Personal information
- Full name: Hariono
- Date of birth: 2 October 1985 (age 40)
- Place of birth: Sidoarjo, Indonesia
- Height: 1.70 m (5 ft 7 in)
- Position: Defensive midfielder

Team information
- Current team: Deltras
- Number: 14

Youth career
- Deltras Sidoarjo

Senior career*
- Years: Team / Apps / (Gls)
- 2003–2004: Persida Sidoarjo / 30 / (0)
- 2004–2008: Deltras Sidoarjo / 119 / (2)
- 2008–2019: Persib Bandung / 239 / (1)
- 2020–2023: Bali United / 26 / (0)
- 2023–2024: PSIM Yogyakarta / 17 / (0)
- 2024–: Deltras / 17 / (0)

International career
- 2008–2015: Indonesia / 22 / (1)

Medal record
Men's football
Representing Indonesia
Indonesia Independence Cup
| Winner | 2008 Indonesia |  |

= Hariono =

Indonesian footballer

Hariono (born 2 October 1985) is an Indonesian professional footballer who plays as a defensive midfielder for Championship club Deltras. He has made more than 200 official appearances in the highest level of Indonesian football.

== Club career ==
Hariono started his professional career at his hometown club Persida Sidoarjo in 2003. He left for another Sidoarjo club, Deltras in 2004, which at that time were playing in the Indonesian Premier Division.

===Persib Bandung===
In the 2008-09 season, he was brought to Persib Bandung by his former coach at Deltras, Jaya Hartono, who also moved from Deltras. He made his official Persib debut on 30 July 2008 in a match against Persela Lamongan, coming on for Suwita Patha in the second half. He was part of the squad that won the 2014 Indonesia Super League. He scored his first goal for Persib in a match against Perseru Serui in the 2016 Indonesia Soccer Championship A, although the competition was not officially recognised by FIFA as PSSI was being suspended at the time of the event. He eventually scored another goal in his farewell match for Persib on 22 December 2019 against PSM Makassar at 67th minute from a penalty kick, which would be his "official" competitive league goal for the club.
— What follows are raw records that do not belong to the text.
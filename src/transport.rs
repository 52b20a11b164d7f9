//! Transport abstraction for the bingo coordination channel.
//!
//! The [`Transport`] trait is a bidirectional text message channel between
//! the client and the coordinator. Every frame is one JSON object, so each
//! implementation handles framing internally (WebSocket frames, a test
//! script, ...).
//!
//! Connection setup is not part of this trait. Build a connected transport
//! for the channel URL from
//! [`LaunchParams::channel_url`](crate::config::LaunchParams::channel_url),
//! then hand it to `BingoClient::start`.
//!
//! # Implementing a Custom Transport
//!
//! ```rust,no_run
//! use async_trait::async_trait;
//! use bingo_client::error::BingoError;
//! use bingo_client::transport::Transport;
//!
//! struct MyTransport { /* ... */ }
//!
//! #[async_trait]
//! impl Transport for MyTransport {
//!     async fn send(&mut self, message: String) -> Result<(), BingoError> {
//!         unimplemented!()
//!     }
//!
//!     async fn recv(&mut self) -> Option<Result<String, BingoError>> {
//!         // Return None when the connection is closed cleanly
//!         unimplemented!()
//!     }
//!
//!     async fn close(&mut self) -> Result<(), BingoError> {
//!         unimplemented!()
//!     }
//! }
//! ```

use async_trait::async_trait;

use crate::error::BingoError;

/// A bidirectional text message transport.
///
/// Frames must be yielded by [`recv`](Transport::recv) in the order they
/// arrived. The protocol has no sequence numbers, so arrival order is the
/// only ordering the session ever sees.
///
/// # Cancel Safety
///
/// [`recv`](Transport::recv) **MUST** be cancel-safe because it is polled
/// inside `tokio::select!`. Dropping a pending `recv` must not lose a frame.
#[async_trait]
pub trait Transport: Send + 'static {
    /// Send one JSON text message.
    ///
    /// # Errors
    ///
    /// Returns [`BingoError::TransportSend`] if the message could not be sent.
    async fn send(&mut self, message: String) -> Result<(), BingoError>;

    /// Receive the next JSON text message.
    ///
    /// Returns:
    /// - `Some(Ok(text))` — a complete message was received
    /// - `Some(Err(e))` — a transport error occurred
    /// - `None` — the connection was closed cleanly
    async fn recv(&mut self) -> Option<Result<String, BingoError>>;

    /// Close the connection gracefully.
    ///
    /// # Errors
    ///
    /// Returns an error if the close handshake fails. Implementations should
    /// still release resources.
    async fn close(&mut self) -> Result<(), BingoError>;
}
He has never received a straight red card at Persib, although he was sent off after being shown yellow cards twice; first on 11 October 2009 during a match against Persiba Balikpapan and on 5 February 2014 against Persita Tangerang. At the 2015 Indonesia President's Cup in the 2nd leg semi-final against Mitra Kukar, he kicked Carlos Sciucatti and was sent off. However, the decision was overturned and he was able to play in the final match against Sriwijaya F.C., which Persib won.

It was announced that Hariono would leave Persib in the end of 2019 season, having served for the club for 11 years. The club decided not to renew his contract and furthermore, coach Robert Alberts spoke to media that the squad needed regeneration, which would take Hariono's place in the squad. In his farewell speech, Hariono admitted that he was out of the coach's plan but he gave in to the decision and expressed his hopes to rejoin and eventually retire at the club.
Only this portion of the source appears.